• WHAT THE TASK ASKS: Some entries follow. Reproduce exactly the lines starting at the one with "let minutes: i32" and stopping after the one with "fn utc(y: i32, m: u32, d: u32, h: u32)".

• RECORDS TO USE:
//! Timezones of datetime columns

use chrono::{FixedOffset, NaiveDateTime, Offset, TimeZone};
use chrono_tz::Tz;
use serde::{Serialize, Serializer};

/// A column timezone: a fixed offset or a named zone with its own rules
#[derive(Debug, Clone, Copy, PartialEq, Eq)]
pub enum Timezone {
    Fixed(FixedOffset),
    Named(Tz),
}

impl Timezone {
    /// Parse a `tzone` attribute
    ///
    /// Understands `UTC`/`GMT`, explicit `±HH:MM` or `±HHMM` offsets and
    /// IANA zone names such as `America/New_York`.
    pub fn parse(zone: &str) -> Option<Self> {
        let zone = zone.trim();
        match zone {
            "UTC" | "GMT" | "Z" => return FixedOffset::east_opt(0).map(Self::Fixed),
            _ => {}
        }
        if zone.starts_with('+') || zone.starts_with('-') {
            return parse_offset(zone).map(Self::Fixed);
        }
        zone.parse::<Tz>().ok().map(Self::Named)
    }

    /// Offset in effect at a UTC instant
    pub fn offset_at(&self, utc: &NaiveDateTime) -> FixedOffset {
        match self {
            Self::Fixed(offset) => *offset,
            Self::Named(tz) => tz.offset_from_utc_datetime(utc).fix(),
        }
    }

    /// Local wall-clock time of a UTC instant
    pub fn to_local(&self, utc: &NaiveDateTime) -> Option<NaiveDateTime> {
        let offset = self.offset_at(utc);
        utc.checked_add_signed(chrono::Duration::seconds(i64::from(
            offset.local_minus_utc(),
        )))
    }

    /// Whether this zone is always UTC
    pub fn is_utc(&self) -> bool {
        match self {
            Self::Fixed(offset) => offset.local_minus_utc() == 0,
            Self::Named(tz) => matches!(tz.name(), "UTC" | "Etc/UTC" | "GMT" | "Etc/GMT"),
        }
    }

    /// Name as the foreign runtime writes it
    pub fn name(&self) -> String {
        match self {
            Self::Fixed(offset) => offset.to_string(),
            Self::Named(tz) => tz.name().to_string(),
        }
    }
}

impl From<FixedOffset> for Timezone {
    fn from(offset: FixedOffset) -> Self {
        Self::Fixed(offset)
    }
}

impl From<Tz> for Timezone {
    fn from(tz: Tz) -> Self {
        Self::Named(tz)
    }
}

impl std::fmt::Display for Timezone {
    fn fmt(&self, f: &mut std::fmt::Formatter<'_>) -> std::fmt::Result {
        write!(f, "{}", self.name())
    }
}

impl Serialize for Timezone {
    fn serialize<S: Serializer>(&self, serializer: S) -> Result<S::Ok, S::Error> {
        serializer.serialize_str(&self.name())
    }
}

fn parse_offset(zone: &str) -> Option<FixedOffset> {
    let sign = if zone.starts_with('-') { -1 } else { 1 };
    let digits: String = zone[1..].chars().filter(|c| *c != ':').collect();
    if digits.len() != 4 || !digits.chars().all(|c| c.is_ascii_digit()) {
        return None;
    }
    let hours: i32 = digits[..2].parse().ok()?;
    let minutes: i32 = digits[2..].parse().ok()?;
    FixedOffset::east_opt(sign * (hours * 3600 + minutes * 60))
}

#[cfg(test)]
mod tests {
    use super::*;
    use chrono::NaiveDate;

    fn utc(y: i32, m: u32, d: u32, h: u32) -> NaiveDateTime {
        NaiveDate::from_ymd_opt(y, m, d)
            .unwrap()
            .and_hms_opt(h, 0, 0)
            .unwrap()
    }

    #[test]
    fn parses_offsets_and_names() {
        assert_eq!(Timezone::parse("UTC"), Some(Timezone::Fixed(FixedOffset::east_opt(0).unwrap())));
        assert_eq!(
            Timezone::parse("-0530"),
            Some(Timezone::Fixed(FixedOffset::west_opt(5 * 3600 + 30 * 60).unwrap()))
        );
        assert_eq!(
            Timezone::parse("Europe/Paris"),
            Some(Timezone::Named(chrono_tz::Europe::Paris))
        );
        assert_eq!(Timezone::parse("+5"), None);
        assert_eq!(Timezone::parse("Mars/Olympus_Mons"), None);
    }

    #[test]
    fn named_zone_follows_daylight_saving() {
        let tz = Timezone::parse("America/New_York").unwrap();

        assert_eq!(tz.to_local(&utc(2024, 1, 15, 17)), Some(utc(2024, 1, 15, 12)));
        assert_eq!(tz.to_local(&utc(2024, 7, 15, 16)), Some(utc(2024, 7, 15, 12)));
    }

    #[test]
    fn names_and_serialization() {
        let fixed = Timezone::from(FixedOffset::east_opt(3600).unwrap());
        assert_eq!(fixed.name(), "+01:00");
        assert!(!fixed.is_utc());
        assert!(Timezone::parse("GMT").unwrap().is_utc());
        assert_eq!(
            serde_json::to_string(&Timezone::parse("Asia/Tokyo").unwrap()).unwrap(),
            "\"Asia/Tokyo\""
        );
    }
}
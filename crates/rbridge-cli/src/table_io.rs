//! Delimited text → Table
//!
//! Column types are inferred from the non-empty cells: integer, then
//! float, then boolean, falling back to text. Empty cells become missing in
//! typed columns and stay empty strings in text columns, where the repair
//! layer decides what they mean.

use anyhow::{Context, Result};
use rbridge_core::{Column, ColumnData, RowIndex, Table};
use rbridge_engine::coerce::{parse_bool, parse_float, parse_int};
use std::path::Path;

/// Read a CSV file with a header row
///
/// A first column with an empty header (how data frames write their row
/// names) becomes the row index.
pub fn read_csv(path: &Path) -> Result<Table> {
    let mut reader = csv::ReaderBuilder::new()
        .has_headers(true)
        .from_path(path)
        .with_context(|| format!("Failed to open {}", path.display()))?;

    let headers: Vec<String> = reader
        .headers()
        .with_context(|| format!("Failed to read header of {}", path.display()))?
        .iter()
        .map(str::to_string)
        .collect();

    let mut cells: Vec<Vec<String>> = vec![Vec::new(); headers.len()];
    for (line, record) in reader.records().enumerate() {
        let record = record.with_context(|| format!("{}: bad record {}", path.display(), line + 1))?;
        for (column, cell) in cells.iter_mut().zip(record.iter()) {
            column.push(cell.to_string());
        }
    }

    let has_row_names = headers.first().is_some_and(|h| h.is_empty());
    let mut columns = headers.into_iter().zip(cells);

    let index = if has_row_names {
        let (_, labels) = columns.next().unwrap_or_default();
        RowIndex::Labels(labels)
    } else {
        RowIndex::Range(0)
    };

    let columns: Vec<Column> = columns
        .map(|(name, values)| Column::new(name, infer_column(&values)))
        .collect();

    let table = match index {
        RowIndex::Labels(_) => Table::new(columns, index)?,
        _ => Table::from_columns(columns)?,
    };
    tracing::debug!(
        "Read {} rows x {} columns from {}",
        table.n_rows(),
        table.n_cols(),
        path.display()
    );
    Ok(table)
}

/// Typed storage for one column of raw cells
pub fn infer_column(cells: &[String]) -> ColumnData {
    let present = || cells.iter().filter(|c| !c.is_empty());

    if present().next().is_some() {
        if present().all(|c| parse_int(c).is_some()) {
            return ColumnData::Integer(typed(cells, parse_int));
        }
        if present().all(|c| parse_float(c).is_some()) {
            return ColumnData::Float(typed(cells, parse_float));
        }
        if present().all(|c| parse_bool(c).is_some()) {
            return ColumnData::Boolean(typed(cells, parse_bool));
        }
    }

    ColumnData::String(cells.iter().cloned().map(Some).collect())
}

fn typed<T>(cells: &[String], parse: fn(&str) -> Option<T>) -> Vec<Option<T>> {
    cells
        .iter()
        .map(|c| if c.is_empty() { None } else { parse(c) })
        .collect()
}
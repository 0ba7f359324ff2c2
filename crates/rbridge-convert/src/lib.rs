//! Foreign value conversion
//!
//! Recursive descent from raw foreign values into native structures, plus
//! the reverse direction used to marshal call arguments.
//!
//! ## Example
//!
//! ```rust,ignore
//! use rbridge_convert::ValueConverter;
//!
//! let native = ValueConverter::new().convert(raw_result);
//! let df = native.get("df").and_then(|v| v.as_table());
//! ```

pub mod converter;
pub mod error;
pub mod frame;
pub mod marshal;

pub use converter::ValueConverter;
pub use error::ConversionError;
pub use frame::{FrameConverter, TableConverter};
pub use marshal::{table_to_frame, ToForeign};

• SOLVED PROBLEM:
    let minutes: i32 = digits[2..].parse().ok()?;
    FixedOffset::east_opt(sign * (hours * 3600 + minutes * 60))
}

#[cfg(test)]
mod tests {
    use super::*;
    use chrono::NaiveDate;

    fn utc(y: i32, m: u32, d: u32, h: u32) -> NaiveDateTime {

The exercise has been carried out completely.